Extracted records
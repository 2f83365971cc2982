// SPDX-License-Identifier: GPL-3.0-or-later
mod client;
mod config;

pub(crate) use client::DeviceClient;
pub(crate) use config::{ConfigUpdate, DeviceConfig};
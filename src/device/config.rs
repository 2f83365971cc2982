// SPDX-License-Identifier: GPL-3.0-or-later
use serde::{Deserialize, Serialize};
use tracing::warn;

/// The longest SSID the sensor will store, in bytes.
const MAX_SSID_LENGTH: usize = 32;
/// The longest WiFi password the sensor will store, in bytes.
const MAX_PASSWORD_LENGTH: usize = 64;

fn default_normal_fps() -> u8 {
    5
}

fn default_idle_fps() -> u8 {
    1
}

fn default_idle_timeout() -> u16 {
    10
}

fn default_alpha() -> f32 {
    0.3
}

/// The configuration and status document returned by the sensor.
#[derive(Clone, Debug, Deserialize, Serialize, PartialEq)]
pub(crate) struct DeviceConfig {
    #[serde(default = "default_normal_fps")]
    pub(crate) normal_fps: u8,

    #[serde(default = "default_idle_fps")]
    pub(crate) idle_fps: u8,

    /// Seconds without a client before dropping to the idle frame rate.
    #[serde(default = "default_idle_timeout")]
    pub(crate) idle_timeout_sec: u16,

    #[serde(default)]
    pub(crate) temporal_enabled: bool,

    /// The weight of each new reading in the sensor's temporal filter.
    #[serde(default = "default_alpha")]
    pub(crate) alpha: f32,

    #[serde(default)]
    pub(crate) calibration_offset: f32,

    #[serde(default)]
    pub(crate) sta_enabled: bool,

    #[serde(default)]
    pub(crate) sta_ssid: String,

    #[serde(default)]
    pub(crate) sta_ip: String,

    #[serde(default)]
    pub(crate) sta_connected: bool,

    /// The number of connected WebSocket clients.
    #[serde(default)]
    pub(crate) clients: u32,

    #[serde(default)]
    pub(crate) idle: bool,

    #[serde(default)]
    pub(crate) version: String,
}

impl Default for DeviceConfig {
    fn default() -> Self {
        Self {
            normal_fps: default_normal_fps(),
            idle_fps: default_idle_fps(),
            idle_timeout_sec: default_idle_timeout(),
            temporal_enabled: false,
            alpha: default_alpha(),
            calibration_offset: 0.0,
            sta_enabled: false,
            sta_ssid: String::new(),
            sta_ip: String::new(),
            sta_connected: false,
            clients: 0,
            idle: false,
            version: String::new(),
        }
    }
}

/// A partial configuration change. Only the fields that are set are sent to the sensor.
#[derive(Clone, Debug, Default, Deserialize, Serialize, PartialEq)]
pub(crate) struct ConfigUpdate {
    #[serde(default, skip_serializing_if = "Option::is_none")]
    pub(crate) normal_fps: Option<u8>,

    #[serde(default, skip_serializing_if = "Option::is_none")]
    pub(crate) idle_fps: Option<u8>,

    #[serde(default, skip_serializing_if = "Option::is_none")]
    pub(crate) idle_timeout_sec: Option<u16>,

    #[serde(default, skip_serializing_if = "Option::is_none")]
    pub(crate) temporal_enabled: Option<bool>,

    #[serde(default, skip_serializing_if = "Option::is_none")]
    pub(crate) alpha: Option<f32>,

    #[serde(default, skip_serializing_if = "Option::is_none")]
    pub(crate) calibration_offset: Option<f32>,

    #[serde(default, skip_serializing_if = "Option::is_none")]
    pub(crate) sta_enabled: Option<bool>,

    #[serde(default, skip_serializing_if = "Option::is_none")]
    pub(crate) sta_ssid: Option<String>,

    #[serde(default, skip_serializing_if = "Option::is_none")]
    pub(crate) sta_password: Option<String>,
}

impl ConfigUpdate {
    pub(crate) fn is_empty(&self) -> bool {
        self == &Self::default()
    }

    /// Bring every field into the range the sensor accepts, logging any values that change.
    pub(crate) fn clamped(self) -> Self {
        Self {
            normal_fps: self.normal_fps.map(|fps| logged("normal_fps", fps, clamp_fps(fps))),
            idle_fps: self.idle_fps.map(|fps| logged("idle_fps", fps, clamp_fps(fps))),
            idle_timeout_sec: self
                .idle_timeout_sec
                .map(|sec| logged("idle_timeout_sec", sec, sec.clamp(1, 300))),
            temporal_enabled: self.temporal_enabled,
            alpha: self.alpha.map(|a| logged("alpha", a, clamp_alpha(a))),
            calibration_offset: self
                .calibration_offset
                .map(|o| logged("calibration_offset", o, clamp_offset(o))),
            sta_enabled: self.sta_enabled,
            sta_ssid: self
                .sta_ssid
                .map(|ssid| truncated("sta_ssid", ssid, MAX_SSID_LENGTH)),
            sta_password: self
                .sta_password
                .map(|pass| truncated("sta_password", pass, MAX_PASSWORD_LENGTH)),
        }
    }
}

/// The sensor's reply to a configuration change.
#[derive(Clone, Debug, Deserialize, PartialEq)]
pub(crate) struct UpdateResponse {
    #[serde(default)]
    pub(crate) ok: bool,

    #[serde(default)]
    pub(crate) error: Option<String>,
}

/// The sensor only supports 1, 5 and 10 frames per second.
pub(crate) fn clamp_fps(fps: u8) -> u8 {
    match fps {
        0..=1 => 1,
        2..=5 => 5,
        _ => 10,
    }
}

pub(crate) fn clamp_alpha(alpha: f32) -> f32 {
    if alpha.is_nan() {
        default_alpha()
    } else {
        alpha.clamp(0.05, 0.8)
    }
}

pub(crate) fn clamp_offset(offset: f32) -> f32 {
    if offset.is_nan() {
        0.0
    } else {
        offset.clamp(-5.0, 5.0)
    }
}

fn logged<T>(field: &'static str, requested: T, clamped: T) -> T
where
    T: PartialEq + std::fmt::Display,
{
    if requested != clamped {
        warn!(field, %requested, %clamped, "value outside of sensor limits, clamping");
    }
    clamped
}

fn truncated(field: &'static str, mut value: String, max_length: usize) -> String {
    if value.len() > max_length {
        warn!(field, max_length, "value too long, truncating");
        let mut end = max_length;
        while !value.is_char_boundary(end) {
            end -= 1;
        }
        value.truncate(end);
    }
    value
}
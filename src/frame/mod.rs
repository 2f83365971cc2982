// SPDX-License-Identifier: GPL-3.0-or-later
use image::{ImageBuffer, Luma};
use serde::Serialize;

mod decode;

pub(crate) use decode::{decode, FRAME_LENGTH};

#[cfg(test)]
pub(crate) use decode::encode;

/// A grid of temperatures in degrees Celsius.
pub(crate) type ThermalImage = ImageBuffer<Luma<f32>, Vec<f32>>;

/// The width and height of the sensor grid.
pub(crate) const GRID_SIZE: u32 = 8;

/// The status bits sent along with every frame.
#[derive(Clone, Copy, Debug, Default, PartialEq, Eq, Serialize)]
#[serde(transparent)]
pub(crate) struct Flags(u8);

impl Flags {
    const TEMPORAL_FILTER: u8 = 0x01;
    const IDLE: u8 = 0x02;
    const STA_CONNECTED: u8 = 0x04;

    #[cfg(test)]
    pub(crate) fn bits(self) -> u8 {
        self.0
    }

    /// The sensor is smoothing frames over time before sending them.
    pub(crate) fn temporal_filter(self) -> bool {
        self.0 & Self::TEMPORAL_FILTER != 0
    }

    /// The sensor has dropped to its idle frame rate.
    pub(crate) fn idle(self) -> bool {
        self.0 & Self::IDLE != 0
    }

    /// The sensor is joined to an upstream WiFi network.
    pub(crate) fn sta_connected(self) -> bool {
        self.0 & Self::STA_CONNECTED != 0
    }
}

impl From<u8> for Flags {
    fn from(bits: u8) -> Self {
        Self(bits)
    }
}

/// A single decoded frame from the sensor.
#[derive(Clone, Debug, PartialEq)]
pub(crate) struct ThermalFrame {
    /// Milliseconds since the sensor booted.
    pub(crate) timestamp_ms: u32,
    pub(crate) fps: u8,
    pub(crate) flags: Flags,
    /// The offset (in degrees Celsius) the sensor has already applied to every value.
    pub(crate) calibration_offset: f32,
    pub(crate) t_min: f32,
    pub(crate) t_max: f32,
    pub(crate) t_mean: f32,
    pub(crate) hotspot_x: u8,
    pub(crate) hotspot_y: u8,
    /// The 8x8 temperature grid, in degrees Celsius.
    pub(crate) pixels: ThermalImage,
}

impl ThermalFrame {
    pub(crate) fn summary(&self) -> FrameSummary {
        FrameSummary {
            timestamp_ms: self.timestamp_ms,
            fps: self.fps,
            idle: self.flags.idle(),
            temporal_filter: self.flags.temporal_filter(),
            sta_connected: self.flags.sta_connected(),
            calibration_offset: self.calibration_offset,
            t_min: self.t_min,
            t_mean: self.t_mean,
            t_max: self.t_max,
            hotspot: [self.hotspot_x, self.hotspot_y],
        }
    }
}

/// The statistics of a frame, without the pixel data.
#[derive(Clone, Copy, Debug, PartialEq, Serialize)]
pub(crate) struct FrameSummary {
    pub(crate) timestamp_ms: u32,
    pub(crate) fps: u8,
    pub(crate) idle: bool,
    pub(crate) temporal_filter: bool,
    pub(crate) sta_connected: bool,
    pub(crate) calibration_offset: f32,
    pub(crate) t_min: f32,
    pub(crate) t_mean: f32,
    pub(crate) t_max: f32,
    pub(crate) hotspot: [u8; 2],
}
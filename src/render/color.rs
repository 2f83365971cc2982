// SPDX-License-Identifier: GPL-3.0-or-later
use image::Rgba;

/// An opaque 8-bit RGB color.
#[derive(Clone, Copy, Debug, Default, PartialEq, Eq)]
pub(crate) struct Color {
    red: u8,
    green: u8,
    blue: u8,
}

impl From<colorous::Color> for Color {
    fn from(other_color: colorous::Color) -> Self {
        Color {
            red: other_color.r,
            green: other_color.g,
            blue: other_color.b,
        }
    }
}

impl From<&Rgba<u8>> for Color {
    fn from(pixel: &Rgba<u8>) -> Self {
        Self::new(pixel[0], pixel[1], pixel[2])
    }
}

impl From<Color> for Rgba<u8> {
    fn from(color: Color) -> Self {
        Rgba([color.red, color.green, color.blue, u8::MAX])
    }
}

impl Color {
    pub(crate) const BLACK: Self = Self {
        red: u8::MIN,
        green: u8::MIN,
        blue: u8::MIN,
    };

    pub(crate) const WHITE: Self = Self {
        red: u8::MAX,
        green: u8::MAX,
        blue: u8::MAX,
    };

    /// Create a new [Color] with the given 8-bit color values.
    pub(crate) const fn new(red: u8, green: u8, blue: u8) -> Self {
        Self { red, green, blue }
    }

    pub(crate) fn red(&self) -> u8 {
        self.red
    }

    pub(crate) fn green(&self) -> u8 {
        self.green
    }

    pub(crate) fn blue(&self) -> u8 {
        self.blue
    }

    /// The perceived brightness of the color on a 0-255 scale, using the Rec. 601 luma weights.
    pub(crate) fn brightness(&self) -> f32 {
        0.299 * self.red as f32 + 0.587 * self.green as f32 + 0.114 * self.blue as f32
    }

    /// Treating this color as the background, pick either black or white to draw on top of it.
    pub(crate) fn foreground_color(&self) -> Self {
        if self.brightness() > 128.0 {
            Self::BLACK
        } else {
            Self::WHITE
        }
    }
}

What to work on
Tally, in the data above, the lines where the word "values" occurs, and give the figure alone.

Reply
2